Member of the National Assembly
- In office 30 May 2008 – 29 May 2012
- Preceded by: Lee Hae-chan
- Succeeded by: Lee Sang-kyu
- Constituency: Gwanak B (Seoul)

Mayor of Gwanak
- In office 1 July 1998 – 30 June 2006
- Preceded by: Chin Jin-hyung
- Succeeded by: Kim Hyo-kyum

Personal details
- Born: 15 December 1947 (age 78) Gochang, North Jeolla, southern Korea
- Citizenship: South Korean
- Party: Democracy and Peace
- Other party: Peace Democratic Party (1987–1991) New Democratic Unionist Party (1991) Democratic Party (1991–1995) National Congress for New Politics (1995–2000) Millennium Democratic Party (2000–2005) Democratic Party (2005–2008) United Democratic Party (2008) Democratic Party (2008–2011) Democratic Unionist Party (2011–2013) Democratic Party (2013–2014) New Politics Alliance for Democracy (2014–2015) People's Party (2016–2018)
- Alma mater: Konkuk University
- Occupation: Politician

= Kim Hui-chul =

South Korean politician (born 1947)

Kim Hui-chul (born 15 December 1947) is a South Korean politician. He was the former Mayor of Gwanak District (1998–2006), as well as the Member of National Assembly for Gwanak 2nd constituency (2008–2012).

== Career ==
Born in Gochang, Kim attended to Gochang High School in 1966. He earned a bachelor's degree in political diplomacy, as well as a master's degree and a doctorate in public administration from Konkuk University.
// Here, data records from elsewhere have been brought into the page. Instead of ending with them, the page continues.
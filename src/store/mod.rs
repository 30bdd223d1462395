// ABOUTME: Session store abstraction holding per-user profiles, plans and progress
// ABOUTME: Injected into handlers as a trait object so backends can be swapped
//
// SPDX-License-Identifier: MIT OR Apache-2.0
// Copyright (c) 2025 Pierre Fitness Intelligence

//! # Session Store
//!
//! Per-user records keyed by an opaque user id. Reads for a user that never
//! wrote anything return empty lists or `None`, never an error. Lists keep
//! insertion order and are never deduplicated.
//!
//! Each method is atomic for its own user. Handlers that read and then write
//! are not, and may interleave with concurrent requests for the same user.

/// In-memory backend
pub mod memory;

pub use memory::InMemorySessionStore;

use crate::errors::AppResult;
use crate::models::{
    PlanEntry, ProgressEntry, StoredProfile, UserDataExport, UserProfile, WorkoutCompletion,
};
use async_trait::async_trait;

/// Storage backend for per-user session data
#[async_trait]
pub trait SessionStore: Send + Sync {
    /// Replace the user's profile, returning the stored copy
    async fn save_profile(&self, user_id: &str, profile: UserProfile) -> AppResult<StoredProfile>;

    /// Last saved profile
    async fn profile(&self, user_id: &str) -> AppResult<Option<StoredProfile>>;

    /// Append a workout entry
    async fn append_workout(&self, user_id: &str, entry: PlanEntry) -> AppResult<()>;

    /// Append a meal plan entry
    async fn append_meal(&self, user_id: &str, entry: PlanEntry) -> AppResult<()>;

    /// Append a progress entry
    async fn append_progress(&self, user_id: &str, entry: ProgressEntry) -> AppResult<()>;

    /// Mark a workout completed
    ///
    /// Returns the updated entry, or `None` when the user has no workout with
    /// that id.
    async fn complete_workout(
        &self,
        user_id: &str,
        workout_id: &str,
        completion: &WorkoutCompletion,
    ) -> AppResult<Option<PlanEntry>>;

    /// Workouts in insertion order
    async fn workouts(&self, user_id: &str) -> AppResult<Vec<PlanEntry>>;

    /// Meal plans in insertion order
    async fn meals(&self, user_id: &str) -> AppResult<Vec<PlanEntry>>;

    /// Progress entries in insertion order
    async fn progress(&self, user_id: &str) -> AppResult<Vec<ProgressEntry>>;

    /// Snapshot of everything held for the user
    async fn export(&self, user_id: &str) -> AppResult<UserDataExport>;
}
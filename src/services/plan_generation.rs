// ABOUTME: Plan orchestrator: prompt, remote completion, fallback on any failure
// ABOUTME: Never returns an error; every remote failure is logged and replaced by a static plan
//
// SPDX-License-Identifier: MIT OR Apache-2.0
// Copyright (c) 2025 Pierre Fitness Intelligence

//! # Plan Generation
//!
//! ```text
//! generate(request)
//!   ├── no provider configured ──────────────► Fallback(static plan)
//!   └── provider.complete(system + prompt)
//!         ├── Ok(text) ──────────────────────► Remote(text)
//!         └── Err(any LlmError) ─────────────► Fallback(static plan)
//! ```
//!
//! One remote attempt per request, no retries.

use std::sync::Arc;

use tracing::{info, warn};

use super::fallback_plans::fallback_plan;
use crate::constants::llm::{MAX_TOKENS, TEMPERATURE};
use crate::llm::prompts::{build_plan_prompt, PLAN_SYSTEM_PROMPT};
use crate::llm::{ChatMessage, ChatRequest, LlmError, LlmProvider};
use crate::models::{PlanRequest, PlanResult};

/// Remote-first plan generator
#[derive(Clone)]
pub struct PlanGenerator {
    provider: Option<Arc<dyn LlmProvider>>,
}

impl PlanGenerator {
    /// Create a generator; `None` serves fallback plans without calling out
    #[must_use]
    pub fn new(provider: Option<Arc<dyn LlmProvider>>) -> Self {
        Self { provider }
    }

    /// Whether a remote provider is configured
    #[must_use]
    pub const fn has_remote(&self) -> bool {
        self.provider.is_some()
    }

    /// Completion request sent for a plan of the given kind
    #[must_use]
    pub fn build_request(request: &PlanRequest) -> ChatRequest {
        ChatRequest::new(vec![
            ChatMessage::system(PLAN_SYSTEM_PROMPT),
            ChatMessage::user(build_plan_prompt(request.plan_kind, &request.profile)),
        ])
        .with_temperature(TEMPERATURE)
        .with_max_tokens(MAX_TOKENS)
    }

    /// Produce a plan, remote when possible and static otherwise
    pub async fn generate(&self, request: &PlanRequest) -> PlanResult {
        let kind = request.plan_kind;
        let Some(provider) = &self.provider else {
            info!(plan.kind = %kind, "No remote provider configured, serving fallback plan");
            return PlanResult::Fallback(fallback_plan(kind));
        };

        match Self::try_remote(provider.as_ref(), request).await {
            Ok(text) => {
                info!(plan.kind = %kind, provider = provider.name(), "Remote plan generated");
                PlanResult::Remote(text)
            }
            Err(e) => {
                warn!(
                    plan.kind = %kind,
                    provider = provider.name(),
                    error = %e,
                    "Remote plan generation failed, serving fallback plan"
                );
                PlanResult::Fallback(fallback_plan(kind))
            }
        }
    }

    async fn try_remote(
        provider: &dyn LlmProvider,
        request: &PlanRequest,
    ) -> Result<String, LlmError> {
        let chat_request = Self::build_request(request);
        let response = provider.complete(&chat_request).await?;
        Ok(response.content)
    }
}

#[cfg(test)]
mod tests {
    use super::*;
    use crate::llm::MessageRole;
    use crate::models::{PlanKind, PlanSource, UserProfile};

    #[test]
    fn test_request_shape() {
        let request = PlanGenerator::build_request(&PlanRequest::new(
            PlanKind::Diet,
            UserProfile::default(),
        ));
        assert_eq!(request.messages.len(), 2);
        assert_eq!(request.messages[0].role, MessageRole::System);
        assert_eq!(request.messages[0].content, PLAN_SYSTEM_PROMPT);
        assert!(request.messages[1].content.contains("certified nutritionist"));
        assert_eq!(request.temperature, Some(0.7));
        assert_eq!(request.max_tokens, Some(2000));
        assert!(!request.stream);
    }

    #[tokio::test]
    async fn test_no_provider_serves_fallback() {
        let generator = PlanGenerator::new(None);
        assert!(!generator.has_remote());
        let plan = generator
            .generate(&PlanRequest::new(PlanKind::Workout, UserProfile::default()))
            .await;
        assert_eq!(plan.source(), PlanSource::Fallback);
    }
}
// ABOUTME: CORS middleware configuration for the FitCoach HTTP API
// ABOUTME: Builds a tower-http CorsLayer from the configured origin list
//
// SPDX-License-Identifier: MIT OR Apache-2.0
// Copyright (c) 2025 Pierre Fitness Intelligence

use crate::config::ServerConfig;
use http::{header::HeaderName, HeaderValue, Method};
use tower_http::cors::{AllowOrigin, CorsLayer};

/// Configure CORS for the API
///
/// Origins come from `CORS_ALLOWED_ORIGINS`. An empty list or a `*` entry
/// allows any origin; otherwise only the listed origins are allowed. Entries
/// that are not valid header values are skipped.
///
/// ```bash
/// # Allow all origins (development)
/// export CORS_ALLOWED_ORIGINS="*"
///
/// # Allow specific origins (production)
/// export CORS_ALLOWED_ORIGINS="https://fitcoach.example.com,https://admin.example.com"
/// ```
pub fn setup_cors(config: &ServerConfig) -> CorsLayer {
    CorsLayer::new()
        .allow_origin(allow_origin(&config.cors.allowed_origins))
        .allow_headers([
            HeaderName::from_static("content-type"),
            HeaderName::from_static("accept"),
            HeaderName::from_static("origin"),
            HeaderName::from_static("x-requested-with"),
            HeaderName::from_static("x-request-id"),
        ])
        .allow_methods([Method::GET, Method::POST, Method::OPTIONS])
}

fn allow_origin(allowed: &[String]) -> AllowOrigin {
    if allowed.is_empty() || allowed.iter().any(|origin| origin == "*") {
        return AllowOrigin::any();
    }

    let origins: Vec<HeaderValue> = allowed
        .iter()
        .filter_map(|origin| HeaderValue::from_str(origin.trim()).ok())
        .collect();

    if origins.is_empty() {
        AllowOrigin::any()
    } else {
        AllowOrigin::list(origins)
    }
}

#[cfg(test)]
mod tests {
    use super::*;
    use crate::config::CorsConfig;

    fn config(origins: &[&str]) -> ServerConfig {
        ServerConfig {
            cors: CorsConfig {
                allowed_origins: origins.iter().map(|&o| o.to_owned()).collect(),
            },
            ..ServerConfig::default()
        }
    }

    #[test]
    fn test_wildcard_and_list_build() {
        let _any = setup_cors(&config(&["*"]));
        let _none = setup_cors(&config(&[]));
        let _list = setup_cors(&config(&["https://a.example.com", "https://b.example.com"]));
    }
}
He joined the Peace Democratic Party in 1987, and worked as an aide for MP Han Kwang-ok. In 1998, he was elected as the Mayor of Gwanak, and won again in 2002. He lost to Kim Hyo-kyum in 2006.
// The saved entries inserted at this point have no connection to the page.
//! Configuration for the sync engine and background scheduler.

use std::time::Duration;

/// Configuration for sync runs.
#[derive(Debug, Clone)]
pub struct SyncConfig {
    /// Maximum operations fetched per general-pass batch.
    pub max_batch_size: usize,
    /// Retry budget per operation. Applied to the outbox queue when the
    /// engine is constructed.
    pub max_retries: u32,
    /// Delay after a retryable failure before the next dispatch.
    pub retry_delay: Duration,
    /// Delay between general-pass batches. A deliberate backpressure
    /// point, not incidental.
    pub inter_batch_delay: Duration,
    /// Per-remote-call timeout, passed to every [`crate::RemoteApplier`]
    /// dispatch.
    pub timeout: Duration,
    /// Priority at or above which operations sync in the dedicated
    /// high-priority pass. Applied to the outbox queue when the engine is
    /// constructed.
    pub high_priority_threshold: i32,
    /// Retention window for completed outbox operations.
    pub retention: Duration,
    /// Age past which an operation stuck in `processing` is treated as
    /// retryable by the next run.
    pub stale_processing: Duration,
    /// When false, a remote version conflict degrades to a permanent
    /// failure instead of marking the record conflicted.
    pub enable_conflict_resolution: bool,
}

impl SyncConfig {
    /// Sets the general-pass batch size.
    #[must_use]
    pub fn with_max_batch_size(mut self, size: usize) -> Self {
        self.max_batch_size = size;
        self
    }

    /// Sets the retry budget.
    #[must_use]
    pub fn with_max_retries(mut self, max_retries: u32) -> Self {
        self.max_retries = max_retries;
        self
    }

    /// Sets the delay after a retryable failure.
    #[must_use]
    pub fn with_retry_delay(mut self, delay: Duration) -> Self {
        self.retry_delay = delay;
        self
    }

    /// Sets the delay between batches.
    #[must_use]
    pub fn with_inter_batch_delay(mut self, delay: Duration) -> Self {
        self.inter_batch_delay = delay;
        self
    }

    /// Sets the per-remote-call timeout.
    #[must_use]
    pub fn with_timeout(mut self, timeout: Duration) -> Self {
        self.timeout = timeout;
        self
    }

    /// Sets the high-priority threshold.
    #[must_use]
    pub fn with_high_priority_threshold(mut self, threshold: i32) -> Self {
        self.high_priority_threshold = threshold;
        self
    }

    /// Sets the completed-operation retention window.
    #[must_use]
    pub fn with_retention(mut self, retention: Duration) -> Self {
        self.retention = retention;
        self
    }

    /// Sets the stale-processing window.
    #[must_use]
    pub fn with_stale_processing(mut self, staleness: Duration) -> Self {
        self.stale_processing = staleness;
        self
    }

    /// Enables or disables conflict resolution.
    #[must_use]
    pub fn with_conflict_resolution(mut self, enabled: bool) -> Self {
        self.enable_conflict_resolution = enabled;
        self
    }
}

impl Default for SyncConfig {
    fn default() -> Self {
        Self {
            max_batch_size: 50,
            max_retries: 3,
            retry_delay: Duration::from_millis(1000),
            inter_batch_delay: Duration::from_millis(500),
            timeout: Duration::from_secs(30),
            high_priority_threshold: 5,
            retention: Duration::from_secs(7 * 24 * 60 * 60),
            stale_processing: Duration::from_secs(5 * 60),
            enable_conflict_resolution: true,
        }
    }
}

/// Configuration for the background scheduler.
#[derive(Debug, Clone)]
pub struct SchedulerConfig {
    /// Interval between scheduled sync attempts.
    pub interval: Duration,
    /// Pending count above which a sync is a bulk backlog and requires at
    /// least poor connection quality.
    pub bulk_threshold: u64,
}

impl SchedulerConfig {
    /// Sets the scheduling interval.
    #[must_use]
    pub fn with_interval(mut self, interval: Duration) -> Self {
        self.interval = interval;
        self
    }

    /// Sets the bulk backlog threshold.
    #[must_use]
    pub fn with_bulk_threshold(mut self, threshold: u64) -> Self {
        self.bulk_threshold = threshold;
        self
    }
}

impl Default for SchedulerConfig {
    fn default() -> Self {
        Self {
            interval: Duration::from_secs(15 * 60),
            bulk_threshold: 100,
        }
    }
}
Prior to the 2008 election, Kim was selected as the United Democratic Party's candidate for Gwanak 2nd constituency, after the incumbent Lee Hae-chan did not seek re-election. He defeated Kim Cheol-soo of the ruling Grand National Party.

Kim announced his bid for re-election in 2012, and was selected as the candidate of the Democratic Unionist Party (DUP). However, DUP agreed to put unity candidates with the Unified Progressive Party (UPP) in some constituencies, including Gwanak 2nd. In the opposition preselection, he lost to the UPP's co-President Lee Jung-hee. Shortly after, he left DUP and declared to run as an independent candidate, citing that the preselection was rigged. Lee Jung-hee was forced to withdraw, making Lee Sang-kyu to replace her. In the end, Kim received 28.47%, came behind to Lee Sang-kyu (UPP) and Oh Shin-hwan (Saenuri).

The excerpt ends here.